By: Madeline Anderson Email
By: Madeline Anderson Email

Published: Thursday, March 6, 2014 --- 8:30 p.m.

Ten years ago Barbara Gadbois never thought she'd be attending her second training on Fetal Alcohol Spectrum Disorder.

"I didn't care about it before. It didn't matter," Gadbois said. "I didn't think I knew anybody with it. And then Thomas came into our lives."

When her daughter was 18, she became pregnant but didn't stop abusing alcohol and drugs.

"The doctor, she told my daughter that she could have a drink a day. She didn't ask my daughter what her drinking history was at that time," Gadbois said.

Unable to take care of Thomas once he was born, Gadbois and her husband adopted their daughter's son, soon learning Thomas is different from most children.

"When he was much younger, we had a lot of meltdowns to deal with every day," she said. "He doesn't make friends very easily. He struggles in school. He doesn't have the stamina most 10-year-olds have."

"Typically it's developmental delays, learning problems, behavior problems," said Georgiana Wilton with the UW-Madison Department of Family Medicine.

Wilton is leading a national training at the UW this week. The scientist's goal is to educate the group about FASD symptoms and treatment options for expecting moms.

"It's a little too simplistic to say, it's easy to prevent, just don't drink," Wilton said. "We have to get better as a society at providing services for women who want help. Luckily in Wis. we have a law that says, if a pregnant woman seeks services for alcohol or addiction problems, she gets services within 24 hours."

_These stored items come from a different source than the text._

use actix_web::{error::ResponseError, http::StatusCode, HttpResponse};

/// Application-wide Result type
pub type Result<T> = std::result::Result<T, AppError>;

/// Main application error type
#[derive(thiserror::Error, Debug)]
pub enum AppError {
    /// Malformed report parameters, rejected before any fetch
    #[error("Validation error: {0}")]
    Validation(String),

    /// Chart or file-format generation failed
    #[error("Render error: {0}")]
    Render(String),

    /// Database operation errors (report metadata store)
    #[error("Database error: {0}")]
    Database(#[from] sqlx::Error),

    /// Configuration errors
    #[error("Configuration error: {0}")]
    Configuration(String),

    /// JSON serialization/deserialization errors
    #[error("JSON error: {0}")]
    Json(#[from] serde_json::Error),

    /// Internal server errors
    #[error("Internal error: {0}")]
    Internal(String),
}

impl ResponseError for AppError {
    fn error_response(&self) -> HttpResponse {
        let status_code = self.status_code();
        let error_message = self.to_string();

        HttpResponse::build(status_code).json(serde_json::json!({
            "error": {
                "message": error_message,
                "code": status_code.as_u16(),
            }
        }))
    }

    fn status_code(&self) -> StatusCode {
        match self {
            AppError::Validation(_) => StatusCode::BAD_REQUEST,
            AppError::Render(_) => StatusCode::INTERNAL_SERVER_ERROR,
            AppError::Database(_) => StatusCode::INTERNAL_SERVER_ERROR,
            AppError::Configuration(_) => StatusCode::INTERNAL_SERVER_ERROR,
            AppError::Json(_) => StatusCode::BAD_REQUEST,
            AppError::Internal(_) => StatusCode::INTERNAL_SERVER_ERROR,
        }
    }
}

// Helper functions for common error scenarios
impl AppError {
    pub fn validation(msg: impl Into<String>) -> Self {
        AppError::Validation(msg.into())
    }

    pub fn render(msg: impl Into<String>) -> Self {
        AppError::Render(msg.into())
    }

    pub fn internal(msg: impl Into<String>) -> Self {
        AppError::Internal(msg.into())
    }
}

#[cfg(test)]
mod tests {
    use super::*;

    #[test]
    fn test_validation_maps_to_bad_request() {
        let err = AppError::validation("end_date before start_date");
        assert_eq!(err.status_code(), StatusCode::BAD_REQUEST);
    }

    #[test]
    fn test_render_maps_to_internal_server_error() {
        let err = AppError::render("chart backend failed");
        assert_eq!(err.status_code(), StatusCode::INTERNAL_SERVER_ERROR);
    }

    #[test]
    fn test_error_display_includes_message() {
        let err = AppError::internal("metadata id was not a UUID");
        assert_eq!(
            err.to_string(),
            "Internal error: metadata id was not a UUID"
        );
    }

    #[test]
    fn test_configuration_maps_to_internal_server_error() {
        let err = AppError::Configuration("SERVER_PORT out of range".to_string());
        assert_eq!(err.status_code(), StatusCode::INTERNAL_SERVER_ERROR);
    }
}
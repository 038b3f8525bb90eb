use async_trait::async_trait;
use chrono::NaiveDate;
use reqwest::Client;
use serde::de::DeserializeOwned;
use tracing::warn;

use crate::config::UpstreamConfig;
use crate::modules::upstream::models::{Category, Customer, Paged, Product, Sale};

/// Date window passed through to the sales service filter
#[derive(Debug, Clone, Copy, PartialEq, Eq)]
pub struct DateRange {
    pub start: NaiveDate,
    pub end: NaiveDate,
}

/// Source of raw entities for report aggregation.
///
/// Implementations degrade gracefully: an unreachable collaborator yields an
/// empty collection, never an error.
#[async_trait]
pub trait UpstreamDataSource: Send + Sync {
    async fn fetch_sales(&self, range: Option<DateRange>) -> Vec<Sale>;
    async fn fetch_products(&self) -> Vec<Product>;
    async fn fetch_customers(&self) -> Vec<Customer>;
    async fn fetch_categories(&self) -> Vec<Category>;
}

/// HTTP client over the product-catalog, sales, and customer services
pub struct HttpUpstreamGateway {
    client: Client,
    config: UpstreamConfig,
}

impl HttpUpstreamGateway {
    pub fn new(config: UpstreamConfig) -> Self {
        let client = Client::builder()
            .timeout(config.request_timeout)
            .build()
            .unwrap_or_else(|_| Client::new());

        Self { client, config }
    }

    /// Fetch a paginated items envelope, unwrapping `items` and discarding
    /// pagination metadata. Transport failures, non-success statuses, and
    /// undecodable bodies all degrade to an empty list with a warning.
    async fn fetch_items<T: DeserializeOwned>(&self, url: &str) -> Vec<T> {
        let response = match self.client.get(url).send().await {
            Ok(response) => response,
            Err(e) => {
                warn!(url = %url, error = %e, "Upstream service unreachable, using empty data");
                return Vec::new();
            }
        };

        if !response.status().is_success() {
            warn!(
                url = %url,
                status = %response.status(),
                "Upstream service returned non-success status, using empty data"
            );
            return Vec::new();
        }

        match response.json::<Paged<T>>().await {
            Ok(page) => page.items,
            Err(e) => {
                warn!(url = %url, error = %e, "Failed to decode upstream response, using empty data");
                Vec::new()
            }
        }
    }
}

#[async_trait]
impl UpstreamDataSource for HttpUpstreamGateway {
    async fn fetch_sales(&self, range: Option<DateRange>) -> Vec<Sale> {
        let url = match range {
            Some(range) => format!(
                "{}/sales?start_date={}&end_date={}",
                self.config.sales_base_url,
                range.start.format("%Y-%m-%d"),
                range.end.format("%Y-%m-%d")
            ),
            None => format!("{}/sales", self.config.sales_base_url),
        };

        self.fetch_items(&url).await
    }

    async fn fetch_products(&self) -> Vec<Product> {
        let url = format!("{}/products", self.config.catalog_base_url);
        self.fetch_items(&url).await
    }

    async fn fetch_customers(&self) -> Vec<Customer> {
        let url = format!("{}/customers", self.config.customers_base_url);
        self.fetch_items(&url).await
    }

    async fn fetch_categories(&self) -> Vec<Category> {
        let url = format!("{}/products/categories", self.config.catalog_base_url);
        self.fetch_items(&url).await
    }
}

#[cfg(test)]
mod tests {
    use super::*;

    // Port 1 is never listening; every fetch must degrade to empty.
    fn unreachable_gateway() -> HttpUpstreamGateway {
        HttpUpstreamGateway::new(UpstreamConfig::for_tests("http://127.0.0.1:1"))
    }

    #[tokio::test]
    async fn test_unreachable_sales_service_yields_empty() {
        let gateway = unreachable_gateway();
        let sales = gateway.fetch_sales(None).await;
        assert!(sales.is_empty());
    }

    #[tokio::test]
    async fn test_unreachable_catalog_yields_empty() {
        let gateway = unreachable_gateway();
        assert!(gateway.fetch_products().await.is_empty());
        assert!(gateway.fetch_categories().await.is_empty());
    }

    #[tokio::test]
    async fn test_unreachable_customers_yields_empty() {
        let gateway = unreachable_gateway();
        assert!(gateway.fetch_customers().await.is_empty());
    }
}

"It's so important for me to spread that information," Gadbois said. Ten years after becoming a grandmother and a mother at the same time, the Red Cliff, Wis. resident says the training has not only helped her learn more but also helped her forgive.

"It wasn't just my daughter drinking, it was alcohol that did this," Gadbois said. "So that actually helped repair our relationship--learning more."

An OB/GYN at the training said anyone who is pregnant or having unprotected sex and could become pregnant should not drink any amount of alcohol.